Par arrêt du 29 septembre 1994, la Cour de sûreté de l’État déclara le requérant et C. Şengül coupables du chef d’appartenance à une bande armée et le condamna finalement à une peine d’emprisonnement de 12 ans et 6 mois. Dans son jugement, elle se prononça comme suit.

« L’ÉTAT DES PREUVES : (…) parmi les documents perquisitionnés chez O. Tarhan, constituant la preuve n° 46, se trouvent un curriculum vitae décrypté, que celui-ci a préparé pour donner à B. Erdoğan, un formulaire de curriculum vitae fourni par ce dernier, un manuel de fabrication de faux papiers d’identité ainsi qu’un rapport d’activité, intitulé ‘la situation générale’ (…) et, enfin, un rapport d’expertise graphologique, établissant que le curriculum vitae en question est bien de la main du prévenu ; parmi les documents, constituant la preuve n° 48, perquisitionnés chez le défunt B. Erdoğan (…), se trouve un rapport, intitulé ‘mes observations sur la situation générale’ et accompagné d’un organigramme de l’organisation locale [du Devrimci Sol] (…), dans lequel le prévenu O. Tarhan est cité en tant que le responsable, au sein de l’organisation, de la région Aydın-Denizli-Muğla ; sous le n° 35, il y a la liste des publications trouvées chez O. Tarhan et qui ont déjà fait l’objet d’une mesure judiciaire de confiscation (…) ; sous le n° 40, se trouve des rapports médicaux concluant à l’absence d’une quelconque trace de mauvais traitement sur le corps des prévenus ; sous le n° 123, se trouve des explications quant au décryptage des documents codés, qui avaient été retrouvés sur O. Tarhan et les clés des chiffres.

CONCLUSIONS ET CONSIDÉRATIONS : Le Devrimci Sol, est une organisation terroriste (…) dont le but est de renverser, par recours à la force armée, l’ordre constitutionnel. Le journal Mücadele est son organe de publication, dont l’objectif est de faire la propagande de l’organisation, de gagner des sympathisants et recruter des membres (…).
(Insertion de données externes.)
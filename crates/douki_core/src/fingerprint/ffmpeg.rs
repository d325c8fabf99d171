//! Fingerprints decoded by ffmpeg.
//!
//! Audio is decoded to mono signed 16-bit PCM and streamed straight into the
//! fingerprinter, so whole episodes never sit in memory as samples.

use std::io::Read;
use std::path::Path;
use std::process::{Command, Stdio};

use super::landmark::{LandmarkFingerprinter, DEFAULT_SAMPLE_RATE, HOP_SIZE};
use super::types::FingerprintSequence;
use super::FingerprintSource;
use crate::config::ExtractionSettings;
use crate::media::MediaError;

const TOOL: &str = "ffmpeg";
const READ_CHUNK: usize = 64 * 1024;

/// [`FingerprintSource`] decoding audio with the `ffmpeg` binary.
#[derive(Debug, Clone)]
pub struct FfmpegFingerprintSource {
    sample_rate: u32,
}

impl FfmpegFingerprintSource {
    pub fn new(sample_rate: u32) -> Self {
        Self { sample_rate }
    }
}

impl Default for FfmpegFingerprintSource {
    fn default() -> Self {
        Self::new(DEFAULT_SAMPLE_RATE)
    }
}

impl From<&ExtractionSettings> for FfmpegFingerprintSource {
    fn from(settings: &ExtractionSettings) -> Self {
        Self::new(settings.sample_rate)
    }
}

impl FingerprintSource for FfmpegFingerprintSource {
    fn timing_factor(&self) -> f64 {
        HOP_SIZE as f64 / self.sample_rate as f64
    }

    fn fingerprint_file(&self, path: &Path) -> Result<FingerprintSequence, MediaError> {
        if !path.exists() {
            return Err(MediaError::SourceNotFound(path.to_path_buf()));
        }

        let mut cmd = Command::new(TOOL);
        cmd.arg("-nostdin")
            .arg("-i")
            .arg(path)
            .args(["-vn", "-acodec", "pcm_s16le", "-ac", "1", "-ar"])
            .arg(self.sample_rate.to_string())
            .args(["-f", "s16le", "-v", "fatal", "pipe:1"]);
        cmd.stdin(Stdio::null())
            .stderr(Stdio::null())
            .stdout(Stdio::piped());

        tracing::debug!("Running FFmpeg: {:?}", cmd);

        let mut child = cmd.spawn().map_err(|e| MediaError::spawn(TOOL, e))?;
        let mut stdout = child
            .stdout
            .take()
            .ok_or_else(|| MediaError::invalid_output(TOOL, "failed to capture stdout"))?;

        let mut fingerprinter = LandmarkFingerprinter::with_sample_rate(self.sample_rate);
        let mut fingerprints = FingerprintSequence::new();
        let mut buffer = vec![0u8; READ_CHUNK];
        loop {
            match stdout.read(&mut buffer) {
                Ok(0) => break,
                Ok(read) => fingerprints.extend(fingerprinter.process_bytes(&buffer[..read])),
                Err(e) if e.kind() == std::io::ErrorKind::Interrupted => continue,
                Err(e) => {
                    child.kill().ok();
                    child.wait().ok();
                    return Err(e.into());
                }
            }
        }

        let status = child.wait()?;
        if !status.success() {
            return Err(MediaError::command_failed(
                TOOL,
                status.code(),
                format!("audio decode of {} failed", path.display()),
            ));
        }

        tracing::debug!(
            "Extracted {} fingerprints from {}",
            fingerprints.len(),
            path.display()
        );
        Ok(fingerprints)
    }
}
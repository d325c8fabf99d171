//! Subtitle error types.

use std::path::PathBuf;

/// Errors that can occur during subtitle operations.
#[derive(Debug, thiserror::Error)]
pub enum SubtitleError {
    /// Failed to read subtitle file.
    #[error("Failed to read file '{path}': {source}")]
    ReadError {
        path: PathBuf,
        source: std::io::Error,
    },

    /// Failed to write subtitle file.
    #[error("Failed to write file '{path}': {source}")]
    WriteError {
        path: PathBuf,
        source: std::io::Error,
    },

    /// Parse error.
    #[error("Parse error: {0}")]
    ParseError(#[from] ParseError),

    /// Merge called without any matched track.
    #[error("No matched tracks to merge")]
    NoTracks,
}

/// Errors that can occur during subtitle parsing.
#[derive(Debug, thiserror::Error)]
pub enum ParseError {
    /// Invalid or malformed time format.
    #[error("Invalid time format at line {line}: '{value}'")]
    InvalidTime { line: usize, value: String },

    /// Missing required section.
    #[error("Missing required section: {0}")]
    MissingSection(String),

    /// Invalid event/dialogue line.
    #[error("Invalid event at line {line}: {message}")]
    InvalidEvent { line: usize, message: String },

    /// Generic parse error.
    #[error("Parse error at line {line}: {message}")]
    Generic { line: usize, message: String },
}

impl SubtitleError {
    /// Create a read error.
    pub fn read(path: impl Into<PathBuf>, source: std::io::Error) -> Self {
        Self::ReadError {
            path: path.into(),
            source,
        }
    }

    /// Create a write error.
    pub fn write(path: impl Into<PathBuf>, source: std::io::Error) -> Self {
        Self::WriteError {
            path: path.into(),
            source,
        }
    }
}

impl ParseError {
    /// Create a generic parse error.
    pub fn at_line(line: usize, message: impl Into<String>) -> Self {
        Self::Generic {
            line,
            message: message.into(),
        }
    }

    /// Create an invalid time error.
    pub fn invalid_time(line: usize, value: impl Into<String>) -> Self {
        Self::InvalidTime {
            line,
            value: value.into(),
        }
    }

    /// Create an invalid event error.
    pub fn invalid_event(line: usize, message: impl Into<String>) -> Self {
        Self::InvalidEvent {
            line,
            message: message.into(),
        }
    }
}
/// Cut a section of `request.source` and store its sync data.
pub fn generate_sync_data(
    request: &GenerateRequest,
    backend: &dyn MediaBackend,
    fingerprinter: &dyn FingerprintSource,
    settings: &Settings,
) -> PipelineResult<GenerateOutcome> {
    let source = request.source.as_path();
    if !source.exists() {
        return Err(MediaError::SourceNotFound(source.to_path_buf()).into());
    }

    let id = match &request.name {
        Some(name) => {
            fs::create_dir_all(&request.data_dir)
                .map_err(|e| PipelineError::io(&request.data_dir, e))?;
            name.clone()
        }
        None => store::next_section_id(&request.data_dir)?.to_string(),
    };
    let paths = SectionPaths::new(&request.data_dir, id.as_str());

    let info = backend.probe(source)?;
    let start = request.start.unwrap_or(0.0);
    let end = request.end.unwrap_or(info.duration_secs);
    if end <= start {
        return Err(PipelineError::EmptySection { start, end });
    }

    let keyframes = if info.has_video {
        backend.list_keyframes(source, start)?
    } else {
        Vec::new()
    };
    let plan = plan_cut(start, &keyframes, info.has_video, &CutConfig::from(&settings.extraction));

    let media = if plan.can_use_source() {
        source.to_path_buf()
    } else {
        let output = paths.media();
        tracing::info!("Cutting section '{}' from {:.3}s to {:.3}s", id, plan.start, end);
        backend.cut(source, plan.start, end, plan.needs_reencode, &output)?;
        output
    };

    let fingerprints = fingerprinter.fingerprint_file(&media)?;
    store::write_fingerprints(&paths.fingerprints(), &fingerprints)?;
    tracing::info!("Stored {} fingerprints for section '{}'", fingerprints.len(), id);

    let keyframes_file = if info.has_video
        && !request.skip_keyframes
        && settings.extraction.write_keyframes_file
    {
        let fps = backend.frame_rate(&media)?;
        let scenes = backend.scene_changes(&media, settings.extraction.scene_threshold)?;
        let path = paths.keyframes();
        fs::write(&path, format_keyframes_file(&scenes, fps))
            .map_err(|e| PipelineError::io(&path, e))?;
        Some(path)
    } else {
        None
    };

    let subtitle_path = paths.subtitle();
    let extracted = match &request.subtitle {
        Some(subtitle) => {
            let window = (plan.media_start(), end);
            backend.extract_subtitle(subtitle, Some(window), &subtitle_path)?
        }
        None => backend.extract_subtitle(&media, None, &subtitle_path)?,
    };

    let media_ref = if media == paths.media() {
        format!("{}.mkv", id)
    } else {
        fs::canonicalize(&media)
            .unwrap_or_else(|_| media.clone())
            .display()
            .to_string()
    };

    let cut = if extracted && subtitle_path.is_file() {
        section_subtitle(&subtitle_path, end - start, settings)?
    } else {
        None
    };

    let (subtitle, attachments) = match cut {
        Some((mut doc, entries)) => {
            tag_section_metadata(&mut doc, &id, &media_ref, info.has_video);
            subtitles::write_file(&doc, &subtitle_path)?;
            let attachments = collect_attachments(backend, &media, &paths.attachments_dir())?;
            (SubtitleOutcome::Stored { entries }, attachments)
        }
        None => match &request.template {
            Some(template) => {
                tracing::info!("Using template {} for section '{}'", template.display(), id);
                let mut doc = subtitles::parse_file(template)?;
                tag_section_metadata(&mut doc, &id, &media_ref, info.has_video);
                subtitles::write_file(&doc, &subtitle_path)?;
                (SubtitleOutcome::Template, Vec::new())
            }
            None => {
                tracing::warn!("Section '{}' has no usable subtitle", id);
                (SubtitleOutcome::Missing, Vec::new())
            }
        },
    };

    Ok(GenerateOutcome {
        id,
        plan,
        end,
        media,
        fingerprint_count: fingerprints.len(),
        keyframes_file,
        subtitle,
        attachments,
    })
}

/// Trim the extracted subtitle to the section. `None` when too little
/// dialogue is left for it to be worth storing.
fn section_subtitle(
    path: &Path,
    duration: f64,
    settings: &Settings,
) -> PipelineResult<Option<(AssDocument, usize)>> {
    let mut doc = subtitles::parse_file(path)?;
    let required = settings.extraction.min_dialogue_events as usize;

    match retain_section_dialogue(&mut doc, duration) {
        Some(entries) if entries > required => Ok(Some((doc, entries))),
        Some(entries) => {
            tracing::warn!(
                "Subtitle {} keeps only {} events, need more than {}",
                path.display(),
                entries,
                required
            );
            Ok(None)
        }
        None => {
            tracing::warn!("Subtitle {} has no events section", path.display());
            Ok(None)
        }
    }
}

/// Dump attachments into `dir`, removing it again when nothing was dumped.
fn collect_attachments(
    backend: &dyn MediaBackend,
    media: &Path,
    dir: &Path,
) -> PipelineResult<Vec<PathBuf>> {
    fs::create_dir_all(dir).map_err(|e| PipelineError::io(dir, e))?;
    backend.dump_attachments(media, dir)?;

    let files = store::list_attachments(dir)?;
    if files.is_empty() {
        if let Err(e) = fs::remove_dir(dir) {
            tracing::debug!("Keeping attachment dir {}: {}", dir.display(), e);
        }
    }
    Ok(files)
}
Bien que, devant notre Cour, O. Tarhan a plaidé ne pas être membre de l’organisation armée Devrimci Sol, eu égard aux éléments exposés dans la partie État des preuves, (…) à savoir les déclarations des coaccusés à la police, qui se corroborent, les dépositions devant le parquet et le juge instructeur de O. Tarhan et C. Şengül, qui appuient lesdites déclarations, les rapports d’expertise (…), les documents appartenant à l’organisation, perquisitionnés chez O. Tarhan et, en particulier, chez B. Erdoğdu (…), et les attestation médicales concernant les prévenus (…), la Cour a estimé que le désaveu de l’intéressé a pour but de soustraire celui-ci à la condamnation et devrait donc être écarté.»

Au demeurant, la Cour de sûreté de l’État acquitta quatre des coaccusés, au motif d’absence d’une preuve à charge autre que les déclarations faites à la police et déniées par la suite.
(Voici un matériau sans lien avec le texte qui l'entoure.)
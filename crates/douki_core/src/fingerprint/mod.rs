//! Audio fingerprinting and fingerprint matching.
//!
//! # Architecture
//!
//! 1. **Extraction** (`landmark`, `ffmpeg`): decode audio to mono 16-bit PCM
//!    and reduce it to `(offset, hash)` landmark pairs.
//!
//! 2. **Matching** (`matcher`): correlate a stored needle sequence against a
//!    freshly extracted haystack and estimate a robust delay with the time
//!    range it covers.
//!
//! Offsets are in fingerprinter frames; the source's timing factor converts
//! them to seconds.

mod ffmpeg;
mod landmark;
mod matcher;
mod types;

use std::path::Path;

pub use ffmpeg::FfmpegFingerprintSource;
pub use landmark::{LandmarkFingerprinter, DEFAULT_SAMPLE_RATE, HOP_SIZE, NFFT};
pub use matcher::{
    estimate_delays, match_needle, HaystackIndex, MatchConfig, MatchResult, MAX_ALLOWED_DEVIATION,
    MIN_MATCH_COUNT, TARGET_DEVIATION, TRIM_FACTORS,
};
pub use types::{Fingerprint, FingerprintSequence};

use crate::media::MediaError;

/// Produces fingerprint sequences for media files.
///
/// Implementations must be usable from several threads at once: the haystack
/// and the stored sections are fingerprinted in parallel.
pub trait FingerprintSource: Send + Sync {
    /// Seconds per offset unit.
    fn timing_factor(&self) -> f64;

    /// Fingerprint the audio of a media file.
    fn fingerprint_file(&self, path: &Path) -> Result<FingerprintSequence, MediaError>;
}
Sur pourvoi entre autres de l’avocat du requérant, la Cour de cassation confirma, par arrêt du 30 mai 1995, le jugement attaqué dans toutes ses dispositions.
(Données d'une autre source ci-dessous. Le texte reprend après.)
//! Settings struct with TOML-based sections.
//!
//! Each section maps to a TOML table and can be updated independently.
//! Missing keys fall back to the tuned defaults of the engine.

use serde::{Deserialize, Serialize};

use crate::logging::LogLevel;

/// Root settings structure containing all configuration sections.
#[derive(Debug, Clone, Default, Serialize, Deserialize)]
pub struct Settings {
    /// Where sync data and output go.
    #[serde(default)]
    pub paths: PathSettings,

    /// Logging configuration.
    #[serde(default)]
    pub logging: LoggingSettings,

    /// Fingerprint matching thresholds.
    #[serde(default)]
    pub matching: MatchSettings,

    /// Section extraction (cutting, encoding, scene detection).
    #[serde(default)]
    pub extraction: ExtractionSettings,
}

/// Directory configuration.
#[derive(Debug, Clone, Serialize, Deserialize)]
pub struct PathSettings {
    /// Directory holding stored sync sections.
    #[serde(default = "default_current_dir")]
    pub data_dir: String,

    /// Directory synchronized subtitles are written to.
    #[serde(default = "default_current_dir")]
    pub output_dir: String,

    /// Folder for log files.
    #[serde(default = "default_logs_dir")]
    pub logs_dir: String,
}

fn default_current_dir() -> String {
    ".".to_string()
}

fn default_logs_dir() -> String {
    ".logs".to_string()
}

impl Default for PathSettings {
    fn default() -> Self {
        Self {
            data_dir: default_current_dir(),
            output_dir: default_current_dir(),
            logs_dir: default_logs_dir(),
        }
    }
}

/// Logging configuration.
#[derive(Debug, Clone, Default, Serialize, Deserialize)]
pub struct LoggingSettings {
    /// Level used when `RUST_LOG` is not set.
    #[serde(default)]
    pub level: LogLevel,

    /// Also write logs to `<logs_dir>/douki.log`.
    #[serde(default)]
    pub log_to_file: bool,
}

/// Matching thresholds. Deviations are in fingerprint offset units.
#[derive(Debug, Clone, Serialize, Deserialize)]
pub struct MatchSettings {
    /// A match needs more surviving samples than this.
    #[serde(default = "default_min_match_count")]
    pub min_match_count: u32,

    /// Reject matches whose spread is not below this.
    #[serde(default = "default_max_deviation")]
    pub max_deviation: f64,

    /// Stop trimming once the spread is below this.
    #[serde(default = "default_target_deviation")]
    pub target_deviation: f64,

    #[serde(default = "default_trim_factor_start")]
    pub trim_factor_start: f64,

    #[serde(default = "default_trim_factor_end")]
    pub trim_factor_end: f64,

    #[serde(default = "default_trim_factor_step")]
    pub trim_factor_step: f64,

    /// Fence width in interquartile ranges.
    #[serde(default = "default_iqr_multiplier")]
    pub iqr_multiplier: f64,
}

fn default_min_match_count() -> u32 {
    10
}

fn default_max_deviation() -> f64 {
    750.0
}

fn default_target_deviation() -> f64 {
    200.0
}

fn default_trim_factor_start() -> f64 {
    0.25
}

fn default_trim_factor_end() -> f64 {
    0.35
}

fn default_trim_factor_step() -> f64 {
    0.05
}

fn default_iqr_multiplier() -> f64 {
    1.5
}

impl Default for MatchSettings {
    fn default() -> Self {
        Self {
            min_match_count: default_min_match_count(),
            max_deviation: default_max_deviation(),
            target_deviation: default_target_deviation(),
            trim_factor_start: default_trim_factor_start(),
            trim_factor_end: default_trim_factor_end(),
            trim_factor_step: default_trim_factor_step(),
            iqr_multiplier: default_iqr_multiplier(),
        }
    }
}

/// Section extraction settings.
#[derive(Debug, Clone, Serialize, Deserialize)]
pub struct ExtractionSettings {
    /// Largest keyframe distance (seconds) that still allows a stream copy.
    #[serde(default = "default_max_keyframe_gap")]
    pub max_keyframe_gap_secs: f64,

    /// Keyframes are listed within this many seconds of the start.
    #[serde(default = "default_keyframe_window")]
    pub keyframe_window_secs: f64,

    #[serde(default = "default_reencode_preset")]
    pub reencode_preset: String,

    #[serde(default = "default_reencode_crf")]
    pub reencode_crf: u32,

    #[serde(default = "default_reencode_height")]
    pub reencode_height: u32,

    /// Scene score threshold for the Aegisub keyframes file.
    #[serde(default = "default_scene_threshold")]
    pub scene_threshold: f64,

    /// Decode rate for fingerprinting.
    #[serde(default = "default_sample_rate")]
    pub sample_rate: u32,

    /// A stored subtitle needs more events than this to be kept.
    #[serde(default = "default_min_dialogue_events")]
    pub min_dialogue_events: u32,

    #[serde(default = "default_true")]
    pub write_keyframes_file: bool,
}

fn default_max_keyframe_gap() -> f64 {
    2.0
}

fn default_keyframe_window() -> f64 {
    30.0
}

fn default_reencode_preset() -> String {
    "ultrafast".to_string()
}

fn default_reencode_crf() -> u32 {
    28
}

fn default_reencode_height() -> u32 {
    480
}

fn default_scene_threshold() -> f64 {
    0.15
}

fn default_sample_rate() -> u32 {
    22050
}

fn default_min_dialogue_events() -> u32 {
    11
}

fn default_true() -> bool {
    true
}

impl Default for ExtractionSettings {
    fn default() -> Self {
        Self {
            max_keyframe_gap_secs: default_max_keyframe_gap(),
            keyframe_window_secs: default_keyframe_window(),
            reencode_preset: default_reencode_preset(),
            reencode_crf: default_reencode_crf(),
            reencode_height: default_reencode_height(),
            scene_threshold: default_scene_threshold(),
            sample_rate: default_sample_rate(),
            min_dialogue_events: default_min_dialogue_events(),
            write_keyframes_file: true,
        }
    }
}

/// Names of config sections for targeted updates.
#[derive(Debug, Clone, Copy, PartialEq, Eq, Hash)]
pub enum ConfigSection {
    Paths,
    Logging,
    Matching,
    Extraction,
}

impl ConfigSection {
    pub const ALL: [ConfigSection; 4] = [
        ConfigSection::Paths,
        ConfigSection::Logging,
        ConfigSection::Matching,
        ConfigSection::Extraction,
    ];

    /// Get the TOML table name for this section.
    pub fn table_name(&self) -> &'static str {
        match self {
            ConfigSection::Paths => "paths",
            ConfigSection::Logging => "logging",
            ConfigSection::Matching => "matching",
            ConfigSection::Extraction => "extraction",
        }
    }
}

#[cfg(test)]
mod tests {
    use super::*;
    use crate::fingerprint::{MatchConfig, MAX_ALLOWED_DEVIATION, MIN_MATCH_COUNT, TRIM_FACTORS};
    use crate::keyframes::{CutConfig, MAX_KEYFRAME_GAP_SECS};

    #[test]
    fn default_settings_serializes() {
        let toml = toml::to_string_pretty(&Settings::default()).unwrap();
        assert!(toml.contains("[paths]"));
        assert!(toml.contains("[matching]"));
        assert!(toml.contains("data_dir"));
    }

    #[test]
    fn missing_fields_use_defaults() {
        let minimal = "[paths]\ndata_dir = \"sync\"\n[logging]\nlevel = \"Debug\"";
        let parsed: Settings = toml::from_str(minimal).unwrap();
        assert_eq!(parsed.paths.data_dir, "sync");
        assert_eq!(parsed.paths.logs_dir, ".logs");
        assert_eq!(parsed.logging.level, LogLevel::Debug);
        assert_eq!(parsed.extraction.reencode_crf, 28);
        assert!(parsed.extraction.write_keyframes_file);
    }

    #[test]
    fn defaults_match_engine_constants() {
        let settings = Settings::default();

        let matching = MatchConfig::from(&settings.matching);
        let engine = MatchConfig::default();
        assert_eq!(matching.min_match_count, MIN_MATCH_COUNT);
        assert_eq!(matching.max_deviation, MAX_ALLOWED_DEVIATION);
        assert_eq!(matching.trim_factors.len(), TRIM_FACTORS.len());
        for (a, b) in matching.trim_factors.iter().zip(engine.trim_factors.iter()) {
            assert!((a - b).abs() < 1e-9);
        }

        let cut = CutConfig::from(&settings.extraction);
        assert_eq!(cut.max_keyframe_gap_secs, MAX_KEYFRAME_GAP_SECS);
    }
}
B. LE DROIT ET LA PRATIQUE INTERNES PERTINENTS

Le code pénal turc réprime le fait pour un agent public de soumettre quelqu'un à la torture ou à des mauvais traitements (articles 243 pour la torture et 245 pour les mauvais traitements). Les procureurs ont le devoir d'examiner les allégations d'infractions graves qui viennent à leur connaissance, même en l'absence de plaintes conformément à l’article 148 du code de procédure pénal. Par ailleurs, en application de l’article 235 du code pénal, un fonctionnaire se trouve, sous peine d’emprisonnement, dans l’obligation de dénoncer au parquet compétent une infraction pénale portée à sa connaissance lors de l’accomplissement de ses fonctions.

GRIEFS

1. Devant la Cour, le requérant se plaint en premier lieu de la durée excessive de sa garde à vue et dénonce une violation de l’article 5 § 3 de la Convention. Par ailleurs, se disant incapable de produire un rapport médicale à l’appui de ses allégations, selon lesquelles il aurait subi de mauvais traitements lors de sa garde vue, il affirme qu’il devrait –à tout le moins– passer pour avoir subi une « pression psychologique », contraire à l’article 3 de la Convention, ce en raison des circonstances dans lesquelles son coaccusé, B. Erdoğan, a trouvé la mort.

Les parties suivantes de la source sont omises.